In July 2015 a new research group, Innovations in Technical Vocational Education and Training (ITVETRG), was inaugurated at the Nigerian UNEVOC Centre by the Vice-Chancellor of the University of Nigeria, Prof. Benjamin Chukwuma Ozumba. UNEVOC CETVETAR Article
This is very welcome move. Good research and empirical data are vital for sound policies and decisions to support funding. Research in TVET systems innovation, programme delivery and best practices in skills development in formal and non-formal settings are amongst the group’s worthy objectives.
Skills development relies on technical information and knowledge, not only for the students but especially for the tutors and instructors guiding them. This requires both formal and informal systems to transfer knowledge for an individual to be ready for employment. The aim is to provide consistent centres across the country to develop the skills the market needs.
What of the individual? What prepares the individual for skills training?

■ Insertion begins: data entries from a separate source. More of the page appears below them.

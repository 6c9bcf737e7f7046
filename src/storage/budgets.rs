//! Budget repository (budgets.json)

use crate::error::BudgetError;
use crate::models::{budget::normalize_invite_code, Budget, UserId};

use super::collection::Collection;

pub type BudgetRepository = Collection<Budget>;

impl Collection<Budget> {
    /// Budgets the user is a member of, most recently updated first
    pub fn find_by_member(&self, user_id: UserId) -> Result<Vec<Budget>, BudgetError> {
        let mut budgets = self.filter(|b| b.is_member(user_id))?;
        budgets.sort_by(|a, b| b.updated_at.cmp(&a.updated_at));
        Ok(budgets)
    }

    pub fn find_by_invite_code(&self, code: &str) -> Result<Option<Budget>, BudgetError> {
        let code = normalize_invite_code(code);
        if code.is_empty() {
            return Ok(None);
        }
        Ok(self
            .filter(|b| b.invite_code == code)?
            .into_iter()
            .next())
    }
}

Reading and writing are the basic building blocks for an individual to accumulate knowledge and participate in society. Where practical skills are being taught it requires less need to be academic but still relies on the need for comprehension and an ability to communicate via the written word.
We have all heard of that person who has “made it” without any education. I don’t see this as something to be lauded and it does happen but not for 50 million individuals.The more exposure to reading that young people have the better their chances of succeeding in developing skills in a specific field. Their passion for that skill and ability to develop it is enhanced by being able to read everything about how it is applied and used.

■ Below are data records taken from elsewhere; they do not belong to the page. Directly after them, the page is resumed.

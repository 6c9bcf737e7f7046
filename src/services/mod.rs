//! Service layer for the family budget
//!
//! Services sit on top of the storage layer. They validate input, keep the
//! member totals consistent by staging every related write in one
//! [`WriteBatch`](crate::storage::WriteBatch), and record operation history.

pub mod budget;
pub mod category;
pub mod goal;
pub mod limit;
pub mod stats;
pub mod transaction;

pub use budget::{BudgetService, BudgetUpdate, InviteInfo, RecalcReport};
pub use category::{CategoryExport, CategoryService, CategorySort, CategoryUpdate, CategoryUsage, ImportSummary};
pub use goal::{GoalService, GoalStats, GoalTransfer, GoalUpdate, NewGoal};
pub use limit::LimitService;
pub use stats::{BudgetStats, CategoryStats, MemberStats, StatsService};
pub use transaction::{
    NewTransaction, RecordedTransaction, TransactionFilter, TransactionService, TransactionUpdate,
};

use chrono::{Local, NaiveDate};

use crate::error::{BudgetError, BudgetResult};
use crate::models::{Budget, BudgetId, User};
use crate::storage::Storage;

/// Load a budget the user belongs to
pub(crate) fn require_member(storage: &Storage, budget_id: BudgetId, user: &User) -> BudgetResult<Budget> {
    let budget = storage.budgets.require(budget_id)?;
    if !budget.is_member(user.id) {
        return Err(BudgetError::Forbidden(format!(
            "{} is not a member of '{}'",
            user.display_name, budget.name
        )));
    }
    Ok(budget)
}

pub(crate) fn today() -> NaiveDate {
    Local::now().date_naive()
}
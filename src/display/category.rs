//! Category formatting

use tabled::Tabled;

use crate::currency::format_money;
use crate::display::render_table;
use crate::models::{Category, Currency};
use crate::services::CategoryUsage;

#[derive(Tabled)]
struct CategoryRow {
    #[tabled(rename = "")]
    icon: String,
    #[tabled(rename = "Name")]
    name: String,
    #[tabled(rename = "Type")]
    kind: String,
    #[tabled(rename = "Color")]
    color: String,
}

#[derive(Tabled)]
struct UsageRow {
    #[tabled(rename = "")]
    icon: String,
    #[tabled(rename = "Name")]
    name: String,
    #[tabled(rename = "Type")]
    kind: String,
    #[tabled(rename = "Used")]
    count: usize,
    #[tabled(rename = "Total")]
    total: String,
}

pub fn format_category_list(categories: &[Category]) -> String {
    if categories.is_empty() {
        return "No categories found.".to_string();
    }
    render_table(
        categories
            .iter()
            .map(|c| CategoryRow {
                icon: c.icon.clone(),
                name: c.name.clone(),
                kind: c.kind.to_string(),
                color: c.color.clone(),
            })
            .collect(),
    )
}

/// Categories with how often and how much they were used
pub fn format_category_usage(usage: &[CategoryUsage], currency: Currency) -> String {
    if usage.is_empty() {
        return "No categories found.".to_string();
    }
    render_table(
        usage
            .iter()
            .map(|u| UsageRow {
                icon: u.category.icon.clone(),
                name: u.category.name.clone(),
                kind: u.category.kind.to_string(),
                count: u.count,
                total: format_money(u.total, currency),
            })
            .collect(),
    )
}

#[cfg(test)]
mod tests {
    use super::*;
    use crate::models::{BudgetId, Money, TransactionKind};

    #[test]
    fn test_usage_table() {
        let category = Category::new(BudgetId::new(), "Groceries", TransactionKind::Expense);
        let text = format_category_usage(
            &[CategoryUsage {
                category,
                count: 4,
                total: Money::from_minor(8_050),
            }],
            Currency::Eur,
        );
        assert!(text.contains("Groceries"));
        assert!(text.contains("expense"));
        assert!(text.contains("80,50 €"));
    }
}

Does reading impact learning a trade or profession?
Whatever a person reads brings benefits. It’s the place to go for knowledge and enjoyment. But where do eBooks fit in to TVET?
eBooks are new and evolving rapidly. The technology (HTML 5) within the eBook format (ePUB3) has the potential to bring more knowledge and enjoyment to those outside of the Higher Education system than conventional books.
An eBook, made interactive with content that is creatively and imaginatively presented, has the means to enthuse younger generations to learn faster, easier and to develop their passion.
Why could this be so? Just look at family and friends who don’t normally read books. They do engage with web sites where content is of perceived value to them. To gain more information the web site leads them to books to find knowledge. An eBook is a packaged web site. It incorporates the text of a book with images,videos, links all combined to tell the story or impart a piece of knowledge.
Creating ePUB3 format eBooks for vocational readers needs publishers and authors to think afresh about their audience. TVETRG has an important part to play in encouraging innovation in publishing to support skills development.